Postby MrMustang1965 » Fri Apr 07, 2006 12:39 am

from the DMN:

Kevin Blackistone's column for Friday, April 7, 2006



As the football-playing Mustangs began trickling back to the Hilltop for practice back in August 1999, their school was suspending an assistant coach, retaining a law firm and notifying the NCAA about some potential rules violations uncovered that summer.

Four months later, SMU fired that assistant – saying he encouraged a recruit to have someone else take his entrance exam for him and offered several hundred dollars in inducements over several years – and flogged itself by, among other things, temporarily cutting a few scholarships.

The university absolved of wrongdoing everyone else in the football program, including head coach Mike Cavan, whom it didn't even charge with lacking control.

Cavan, who was hired in 1997 on a five-year deal that was extended, lasted two more seasons.
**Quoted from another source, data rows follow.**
// Copyright 2025 eraflo
//
// Licensed under the Apache License, Version 2.0 (the "License");
// you may not use this file except in compliance with the License.
// You may obtain a copy of the License at
//
//     http://www.apache.org/licenses/LICENSE-2.0
//
// Unless required by applicable law or agreed to in writing, software
// distributed under the License is distributed on an "AS IS" BASIS,
// WITHOUT WARRANTIES OR CONDITIONS OF ANY KIND, either express or implied.
// See the License for the specific language governing permissions and
// limitations under the License.

//! Defines the `LinearRgba` color type.

use serde::{Deserialize, Serialize};

/// A color in **linear** RGBA space with `f32` components.
///
/// Components may exceed `1.0` for HDR values such as light colors scaled by
/// intensity. Conversions from sRGB (hex codes, 8-bit textures) linearize the
/// RGB channels; alpha is never gamma corrected.
#[derive(
    Debug, Clone, Copy, PartialEq, bytemuck::Pod, bytemuck::Zeroable, Serialize, Deserialize,
)]
#[repr(C)]
pub struct LinearRgba {
    /// The red component in linear space.
    pub r: f32,
    /// The green component in linear space.
    pub g: f32,
    /// The blue component in linear space.
    pub b: f32,
    /// The alpha component.
    pub a: f32,
}

impl LinearRgba {
    /// Opaque white.
    pub const WHITE: Self = Self::rgb(1.0, 1.0, 1.0);
    /// Opaque black.
    pub const BLACK: Self = Self::rgb(0.0, 0.0, 0.0);

    /// Creates a color from explicit linear RGBA values.
    #[inline]
    pub const fn new(r: f32, g: f32, b: f32, a: f32) -> Self {
        Self { r, g, b, a }
    }

    /// Creates an opaque color (alpha = 1.0).
    #[inline]
    pub const fn rgb(r: f32, g: f32, b: f32) -> Self {
        Self { r, g, b, a: 1.0 }
    }

    /// Creates an opaque color from a `0xRRGGBB` sRGB code.
    pub fn from_hex(hex: u32) -> Self {
        let channel = |shift: u32| srgb_to_linear(((hex >> shift) & 0xff) as f32 / 255.0);
        Self::rgb(channel(16), channel(8), channel(0))
    }

    /// Creates a color from 8-bit sRGB components.
    pub fn from_srgb_u8(r: u8, g: u8, b: u8, a: u8) -> Self {
        Self::new(
            srgb_to_linear(r as f32 / 255.0),
            srgb_to_linear(g as f32 / 255.0),
            srgb_to_linear(b as f32 / 255.0),
            a as f32 / 255.0,
        )
    }

    /// Multiplies the RGB channels by `factor`, leaving alpha untouched.
    #[inline]
    pub fn scaled(self, factor: f32) -> Self {
        Self::new(self.r * factor, self.g * factor, self.b * factor, self.a)
    }

    /// Returns the components as an array, for GPU upload.
    #[inline]
    pub fn to_array(self) -> [f32; 4] {
        [self.r, self.g, self.b, self.a]
    }
}

impl Default for LinearRgba {
    fn default() -> Self {
        Self::WHITE
    }
}

/// Converts an sRGB-encoded component to linear space.
#[inline]
pub fn srgb_to_linear(c: f32) -> f32 {
    if c <= 0.04045 {
        c / 12.92
    } else {
        ((c + 0.055) / 1.055).powf(2.4)
    }
}

/// Converts a linear component to its sRGB encoding.
#[inline]
pub fn linear_to_srgb(c: f32) -> f32 {
    if c <= 0.003_130_8 {
        c * 12.92
    } else {
        1.055 * c.powf(1.0 / 2.4) - 0.055
    }
}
His tenure, which included the Mustangs lone post-death penalty winning season in 1997, ended after athletic director Jim Copeland announced infamously, "I've seen enough."

Now seven weeks from retirement and a few weeks into recovery from a serious surgery, Copeland isn't that patient or forgiving. On Thursday, he fired men's basketball coach Jimmy Tubbs, whom he hired only two years ago.

Copeland acted two months after the school informed the NCAA of possible rules violations in Tubbs' program, some of which, The Dallas Morning News reported recently, include allegations that Tubbs gave a player laundry detergent and practiced his team more than the 20 hours per week the NCAA allows.

As Allen Iverson might wonder, "We're talking soap and practice?"

What appears to be a punishment that overwhelms the crime wasn't lost on Copeland.

"The few incidents described in recent media reports are not the sum of the alleged violations in the program," Copeland stated Thursday in a prepared press release. "Those incidents would not, in themselves, warrant significant action on the part of the university."

The really worrisome thing is that we'll have to wait to find out what more SMU has that might warrant the action it just took, because the school just fired a man based on allegations in an investigation that is not yet complete.

That's not right. It's not fair. It doesn't even make sense given that a new athletic director, Steve Orsini, is scheduled to take over in June. Why not let him call the shot after all the information is in?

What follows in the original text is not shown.